2. The use according to claim 1, wherein the peptide is administered orally.

3. The use according to claim 1, wherein the peptide is administered topically.

4. The use of claim 1, wherein the peptide is administered intranasally.

5. The use of claim 1, wherein the peptide is administered systemically.

6. The use according to claim 3, wherein the peptide is administered intravenously.

7. The use of claim 1, wherein the peptide is administered subcutaneously.

8. The use according to claim 1, wherein the peptide is administered intramuscularly.

9. The use according to claim 1, wherein the peptide is administered intracerebroventricularly.

10. The use of claim 1, wherein the peptide is administered intrathecally.

11. The use according to claim 1, wherein the peptide is administered transdermally.

12. The use according to claim 11, wherein the transdermal administration is by iontophoresis.

13. The use of claim 1, wherein the mammal is suffering from ischemia.

14. The use of claim 1, wherein the mammal is undergoing reperfusion.

15. The use of claim 1, wherein the mammal is experiencing hypoxia.

16. The use of claim 13, wherein the ischemia is caused by stroke.

17. Use according to claim 13, wherein the ischemia is intestinal ischemia.

18. The use of claim 13, wherein the ischemia is present in muscle tissue.

19. Use according to claim 18, wherein the muscle tissue is myocardial tissue.

20. The use of claim 18, wherein the muscle tissue is skeletal muscle tissue.

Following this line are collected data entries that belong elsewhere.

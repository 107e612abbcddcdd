use super::common::*;
use axum::body::Body;
use axum::extract::DefaultBodyLimit;
use axum::http::{header, Request, StatusCode};
use serde_json::{json, Value};
use tower::ServiceExt;

fn post_json(path: &str, body: impl Into<Body>) -> Request<Body> {
    Request::post(path)
        .header(header::CONTENT_TYPE, "application/json")
        .body(body.into())
        .expect("request builds")
}

fn scenario_a_payload() -> Value {
    json!({
        "pain_location": "Lower back",
        "pain_type": "Sharp",
        "pain_scale": 9,
        "radiates": true,
        "improved_after_warmup": false,
        "sharp_during_lift": true,
        "swelling": true,
        "previous_injury": false,
        "onset_timing": "During lift",
        "light_load_possible": false,
    })
}

#[tokio::test]
async fn analyze_route_returns_full_result() {
    let router = router_with(EdgeDraw::Low);

    let response = router
        .oneshot(post_json(
            "/api/analyze/",
            serde_json::to_vec(&scenario_a_payload()).expect("encode payload"),
        ))
        .await
        .expect("router responds");

    assert_eq!(response.status(), StatusCode::OK);
    let body = read_json_body(response).await;
    assert_eq!(body["risk_level"], "RED");
    assert_eq!(body["structural_risk"], 100);
    assert_eq!(body["doms_probability"], 0);
    assert_eq!(body["strain_score"], 20);
    assert_eq!(body["catastrophizing_index"], 20);
    assert_eq!(body["google_spiral_probability"], 30);
    assert_eq!(
        body["likely_issue"],
        "Possible structural concern — get it checked."
    );
    assert_eq!(body["recommendations"].as_array().map(Vec::len), Some(3));
    assert_eq!(body["monitor_for"].as_array().map(Vec::len), Some(4));
}

#[tokio::test]
async fn analyze_route_accepts_path_without_trailing_slash() {
    let router = router_with(EdgeDraw::High);

    let response = router
        .oneshot(post_json(
            "/api/analyze",
            serde_json::to_vec(&raw_payload()).expect("encode payload"),
        ))
        .await
        .expect("router responds");

    assert_eq!(response.status(), StatusCode::OK);
    let body = read_json_body(response).await;
    assert_eq!(body["risk_level"], "GREEN");
    assert_eq!(body["catastrophizing_index"], 90);
    assert_eq!(body["google_spiral_probability"], 95);
    assert_eq!(
        body["monitor_for"].as_array().and_then(|items| items.last()),
        Some(&json!("Re-injury or pain in same spot"))
    );
}

#[tokio::test]
async fn malformed_json_returns_error_shape() {
    let router = router_with(EdgeDraw::Low);

    let response = router
        .oneshot(post_json("/api/analyze/", "{\"pain_scale\": "))
        .await
        .expect("router responds");

    assert_eq!(response.status(), StatusCode::BAD_REQUEST);
    let body = read_json_body(response).await;
    assert_eq!(body, json!({ "error": "Invalid JSON." }));
}

#[tokio::test]
async fn validation_failure_returns_detail_shape() {
    let router = router_with(EdgeDraw::Low);
    let mut payload = raw_payload();
    payload["pain_scale"] = json!(11);

    let response = router
        .oneshot(post_json(
            "/api/analyze/",
            serde_json::to_vec(&payload).expect("encode payload"),
        ))
        .await
        .expect("router responds");

    assert_eq!(response.status(), StatusCode::BAD_REQUEST);
    let body = read_json_body(response).await;
    assert_eq!(
        body,
        json!({ "detail": "pain_scale must be an integer between 1 and 10." })
    );
}

#[tokio::test]
async fn non_object_body_is_a_validation_failure() {
    let router = router_with(EdgeDraw::Low);

    let response = router
        .oneshot(post_json("/api/analyze/", "[1, 2, 3]"))
        .await
        .expect("router responds");

    assert_eq!(response.status(), StatusCode::BAD_REQUEST);
    let body = read_json_body(response).await;
    assert_eq!(body["detail"], "Request body must be a JSON object.");
}

#[tokio::test]
async fn options_route_lists_closed_sets() {
    let router = router_with(EdgeDraw::Low);

    let response = router
        .oneshot(
            Request::get("/api/options/")
                .body(Body::empty())
                .expect("request builds"),
        )
        .await
        .expect("router responds");

    assert_eq!(response.status(), StatusCode::OK);
    let body = read_json_body(response).await;
    assert_eq!(body["pain_locations"].as_array().map(Vec::len), Some(11));
    assert_eq!(body["pain_types"][0], "Dull ache");
    assert_eq!(
        body["onset_timing"],
        json!(["During lift", "Hours after workout", "Next day"])
    );
}

#[tokio::test]
async fn options_route_accepts_path_without_trailing_slash() {
    let router = router_with(EdgeDraw::Low);

    let response = router
        .oneshot(
            Request::get("/api/options")
                .body(Body::empty())
                .expect("request builds"),
        )
        .await
        .expect("router responds");

    assert_eq!(response.status(), StatusCode::OK);
    let body = read_json_body(response).await;
    assert_eq!(body["pain_types"].as_array().map(Vec::len), Some(6));
}

#[tokio::test]
async fn oversized_body_returns_json_error_shape() {
    let router = router_with(EdgeDraw::Low).layer(DefaultBodyLimit::max(64));
    let body = serde_json::to_vec(&scenario_a_payload()).expect("encode payload");
    assert!(body.len() > 64);

    let response = router
        .oneshot(post_json("/api/analyze/", body))
        .await
        .expect("router responds");

    assert_eq!(response.status(), StatusCode::PAYLOAD_TOO_LARGE);
    let body = read_json_body(response).await;
    assert_eq!(body, json!({ "error": "Request body too large." }));
}

#[tokio::test]
async fn analyze_route_rejects_get() {
    let router = router_with(EdgeDraw::Low);

    let response = router
        .oneshot(
            Request::get("/api/analyze/")
                .body(Body::empty())
                .expect("request builds"),
        )
        .await
        .expect("router responds");

    assert_eq!(response.status(), StatusCode::METHOD_NOT_ALLOWED);
}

21. Use according to claim 18, wherein the muscle tissue is smooth muscle tissue.

22. The use of claim 1, wherein the mammal is experiencing hypoxia.

23. The use of claim 1, wherein the mammal is suffering from a neurodegenerative disease or disorder.

24. The use of claim 23, wherein the neurodegenerative disease or disorder is parkinson's disease.

25. The use of claim 23, wherein the neurodegenerative disease or disorder is alzheimer's disease.

26. The use of claim 23, wherein the neurodegenerative disease or disorder is huntington's disease.

27. The use of claim 23, wherein the neurodegenerative disease or disorder is Amyotrophic Lateral Sclerosis (ALS).

28. The use of claim 1, wherein the mammal is undergoing drug induced MPT.

29. The use according to claim 1, wherein the mammal is a human.

30. A method of reducing the number of mitochondria undergoing Mitochondrial Permeability Transition (MPT) or preventing mitochondrial permeability transition in an isolated organ of a mammal, the method comprising administering to the isolated organ an effective amount of an aromatic-cationic peptide represented by any one of the following formulae: d-arginine-2 ', 6' -dimethyltyrosine-lysine-phenylalanine-NH₂2 ', 6' -dimethyltyrosine-D-arginine-phenylalanine-lysine-NH₂(Dmt¹-DALDA)。